Le illusioni vengono sperimentate quando stimoli esterni si fondono con elementi psichici soggettivi, formando un insieme percettivo non corrispondente alla realtà. Esse non implicano la perdita del senso di realtà, ma sono favorite da un particolare stato emotivo o un abbassamento della soglia attentiva, causato da fatica, stress ed abuso di stimolanti.
Nel terzo cluster sono stati collocati soggetti che riportavano vere e proprie allucinazioni sensoriali; ovvero false percezioni soggettivamente percepite come reali, ma insorte senza la presenza dell’oggetto. Gli atleti che le hanno sperimentate, avevano in comune tratti specifici dello spettro psicotico, esacerbati dalle condizioni di stress e dall’uso di psicostimolanti.

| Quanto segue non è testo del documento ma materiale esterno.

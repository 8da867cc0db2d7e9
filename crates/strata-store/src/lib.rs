//! Dataset, snapshot, archive and digest primitives for Strata.
//!
//! This crate provides the storage layer: a pluggable `DatasetBackend` over the
//! copy-on-write filesystem (`ZfsDatasets` in production, `MemoryDatasets` for
//! tests and dry runs), `SnapshotStore` for partition-aware snapshot lifecycle,
//! `StoreLayout` for the agent's on-disk directories, gzip tar packing of
//! template and bundle directories, and md5/sha256 archive verification.

pub mod archive;
pub mod datasets;
pub mod digest;
pub mod layout;
pub mod mock;
pub mod snapshots;
pub mod zfs;

pub use archive::{pack_archive, unpack_archive};
pub use datasets::{select_datasets, DatasetBackend, ReceiveMode};
pub use digest::{file_digest, verify_file};
pub use layout::StoreLayout;
pub use mock::MemoryDatasets;
pub use snapshots::{SnapshotScope, SnapshotStore, NOW_LABEL};
pub use zfs::ZfsDatasets;

use std::path::Path;
use thiserror::Error;

/// Fsync a directory so that a preceding `rename()` into it is durable.
pub(crate) fn fsync_dir(dir: &Path) -> Result<(), std::io::Error> {
    let f = std::fs::File::open(dir)?;
    f.sync_all()
}

#[derive(Debug, Error)]
pub enum StoreError {
    #[error("store I/O error: {0}")]
    Io(#[from] std::io::Error),
    #[error("serialization error: {0}")]
    Serialization(#[from] serde_json::Error),
    #[error(transparent)]
    Schema(#[from] strata_schema::SchemaError),
    #[error("dataset not found: {0}")]
    DatasetNotFound(String),
    #[error("snapshot {0} does not exist")]
    SnapshotNotFound(String),
    #[error("{0} already exists")]
    AlreadyExists(String),
    #[error("`{command}` failed: {message}")]
    Command { command: String, message: String },
    #[error("integrity check failed for '{path}': expected {expected}, got {actual}")]
    IntegrityFailure {
        path: String,
        expected: String,
        actual: String,
    },
    #[error("invalid archive: {0}")]
    InvalidArchive(String),
    #[error("dataset backend '{0}' is not available")]
    BackendUnavailable(String),
}

#[cfg(test)]
mod tests {
    use super::*;

    #[test]
    fn store_error_display_snapshot_not_found() {
        let e = StoreError::SnapshotNotFound("web1/rootfs@x".to_owned());
        assert_eq!(e.to_string(), "snapshot web1/rootfs@x does not exist");
    }

    #[test]
    fn store_error_display_already_exists() {
        let e = StoreError::AlreadyExists("snapshot web1@x".to_owned());
        assert!(e.to_string().contains("web1@x"));
    }

    #[test]
    fn store_error_display_command() {
        let e = StoreError::Command {
            command: "zfs rollback web1/var@x".to_owned(),
            message: "more recent snapshots exist".to_owned(),
        };
        let msg = e.to_string();
        assert!(msg.contains("zfs rollback"));
        assert!(msg.contains("more recent"));
    }

    #[test]
    fn store_error_display_integrity_failure() {
        let e = StoreError::IntegrityFailure {
            path: "/cache/abc".to_owned(),
            expected: "exp".to_owned(),
            actual: "act".to_owned(),
        };
        let msg = e.to_string();
        assert!(msg.contains("exp"));
        assert!(msg.contains("act"));
    }

    #[test]
    fn schema_error_is_transparent() {
        let e: StoreError = strata_schema::SchemaError::InvalidPartition("boot".to_owned()).into();
        assert_eq!(e.to_string(), "invalid partition 'boot'");
    }
}
use crate::concurrency::{InstallLock, OperationKind};
use crate::config::AgentConfig;
use crate::supervisor::StateSupervisor;
use crate::CoreError;
use std::sync::Arc;
use std::time::Duration;
use strata_remote::{
    select_source, ArchiveSource, ArtifactFetcher, HttpMetadataService, MetadataService,
};
use strata_runtime::{select_runtime, ContainerRuntime, JsonStateStore, StateStore};
use strata_schema::TemplateKey;
use strata_store::{select_datasets, DatasetBackend, SnapshotStore, StoreLayout};
use tracing::{info, warn};

/// Name of the management template and of the container bootstrapped from it.
pub const MANAGEMENT: &str = "management";

/// One-time bootstrap of the management container, run by import when the
/// management template is installed but no management container exists yet.
pub trait ManagementHook: Send + Sync {
    fn bootstrap(&self, template: &TemplateKey) -> Result<(), CoreError>;
}

/// Default hook: reports that bootstrap is due and leaves it to the operator.
pub struct LogOnlyHook;

impl ManagementHook for LogOnlyHook {
    fn bootstrap(&self, template: &TemplateKey) -> Result<(), CoreError> {
        info!("management template {template} is installed; management container bootstrap is pending");
        Ok(())
    }
}

/// The external systems an `Engine` drives.
pub struct Collaborators {
    pub datasets: Arc<dyn DatasetBackend>,
    pub runtime: Arc<dyn ContainerRuntime>,
    pub states: Arc<dyn StateStore>,
    pub catalog: Arc<dyn MetadataService>,
    pub source: Box<dyn ArchiveSource>,
}

/// Template and snapshot distribution engine.
///
/// Every operation runs synchronously on the caller's thread. Imports and
/// destroys of one key are serialized across processes by `InstallLock`;
/// operations on different keys may run side by side.
pub struct Engine {
    pub(crate) config: AgentConfig,
    pub(crate) layout: StoreLayout,
    pub(crate) store: SnapshotStore,
    pub(crate) runtime: Arc<dyn ContainerRuntime>,
    pub(crate) states: Arc<dyn StateStore>,
    pub(crate) catalog: Arc<dyn MetadataService>,
    pub(crate) fetcher: ArtifactFetcher,
    pub(crate) hook: Box<dyn ManagementHook>,
}

impl Engine {
    /// Build an engine with the backends named in `config`.
    pub fn new(config: &AgentConfig) -> Result<Self, CoreError> {
        let datasets: Arc<dyn DatasetBackend> =
            Arc::from(select_datasets(&config.agent.datasets, &config.agent.dataset)?);
        let runtime: Arc<dyn ContainerRuntime> =
            Arc::from(select_runtime(&config.agent.runtime, &config.agent.lxc_prefix)?);
        Ok(Self::with_collaborators(
            config,
            Collaborators {
                datasets,
                runtime,
                states: Arc::new(JsonStateStore::new(&config.agent.state_dir)),
                catalog: Arc::new(HttpMetadataService::new(config.cdn.clone())),
                source: select_source(&config.cdn),
            },
        ))
    }

    pub fn with_collaborators(config: &AgentConfig, parts: Collaborators) -> Self {
        let layout = config.layout();
        let fetcher = ArtifactFetcher::new(
            parts.source,
            layout.cache_dir(),
            config.cdn.download_attempts,
        );
        Self {
            config: config.clone(),
            store: SnapshotStore::new(parts.datasets, layout.clone()),
            layout,
            runtime: parts.runtime,
            states: parts.states,
            catalog: parts.catalog,
            fetcher,
            hook: Box::new(LogOnlyHook),
        }
    }

    #[must_use]
    pub fn with_management_hook(mut self, hook: Box<dyn ManagementHook>) -> Self {
        self.hook = hook;
        self
    }

    pub fn config(&self) -> &AgentConfig {
        &self.config
    }

    pub fn layout(&self) -> &StoreLayout {
        &self.layout
    }

    pub fn store(&self) -> &SnapshotStore {
        &self.store
    }

    pub fn runtime(&self) -> &Arc<dyn ContainerRuntime> {
        &self.runtime
    }

    pub fn source_name(&self) -> &str {
        self.fetcher.source_name()
    }

    /// A supervisor over this engine's runtime and desired-state store.
    pub fn supervisor(&self) -> StateSupervisor {
        StateSupervisor::new(
            Arc::clone(&self.runtime),
            Arc::clone(&self.states),
            self.config.supervisor.clone(),
        )
    }

    pub(crate) fn lock(&self, key: &str, kind: OperationKind) -> Result<InstallLock, CoreError> {
        InstallLock::acquire(&self.layout, key, kind, self.lock_poll())
    }

    fn lock_poll(&self) -> Duration {
        self.config.lock_poll()
    }

    pub(crate) fn require_container(&self, name: &str) -> Result<(), CoreError> {
        if self.store.is_container(name) {
            Ok(())
        } else {
            Err(CoreError::NotFound(format!("container {name}")))
        }
    }

    /// Trimmed, non-empty container name.
    pub(crate) fn container_arg(name: &str) -> Result<&str, CoreError> {
        let name = name.trim();
        if name.is_empty() {
            return Err(CoreError::InvalidArgument("container name is empty".to_owned()));
        }
        Ok(name)
    }
}

/// Keeps a container stopped while alive and starts it again on drop if it
/// was running when the guard was taken.
pub(crate) struct StoppedGuard<'a> {
    runtime: &'a dyn ContainerRuntime,
    name: String,
    restart: bool,
}

impl<'a> StoppedGuard<'a> {
    pub(crate) fn stop(runtime: &'a dyn ContainerRuntime, name: &str) -> Result<Self, CoreError> {
        let restart = runtime.is_running(name);
        if restart {
            info!("stopping {name}");
            runtime.stop(name)?;
        }
        Ok(Self {
            runtime,
            name: name.to_owned(),
            restart,
        })
    }

    /// A guard that does nothing, for callers that asked not to stop.
    pub(crate) fn noop(runtime: &'a dyn ContainerRuntime, name: &str) -> Self {
        Self {
            runtime,
            name: name.to_owned(),
            restart: false,
        }
    }
}

impl Drop for StoppedGuard<'_> {
    fn drop(&mut self) {
        if self.restart {
            info!("starting {}", self.name);
            if let Err(e) = self.runtime.start(&self.name) {
                warn!("failed to restart {}: {e}", self.name);
            }
        }
    }
}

Complessivamente, questa indagine preliminare, rileva come l’altitudine, concomitante ad uno stress estremo, affaticamento, deprivazione prolungata del sonno e uso di psicostimolanti in quantità elevate; sia una combinazione che funge da fattore di rischio per fenomeni allucinatori. Inoltre, tratti temperamentali e personologici possono essere fattori predisponenti all’insorgenza di determinati fenomeni dispercettivi, ad esempio la derealizzazione e depersonalizzazione riscontrate tra coloro tendenzialmente ansiosi.
Infine, l’elevata prevalenza e la natura ben definita delle allucinazioni visive valutate in questo campione privo di disturbi psichiatrici o neurologici, danno spunto alla ricerca futura per un’indagine più approfondita del fenomeno in un contesto para-fisiologico.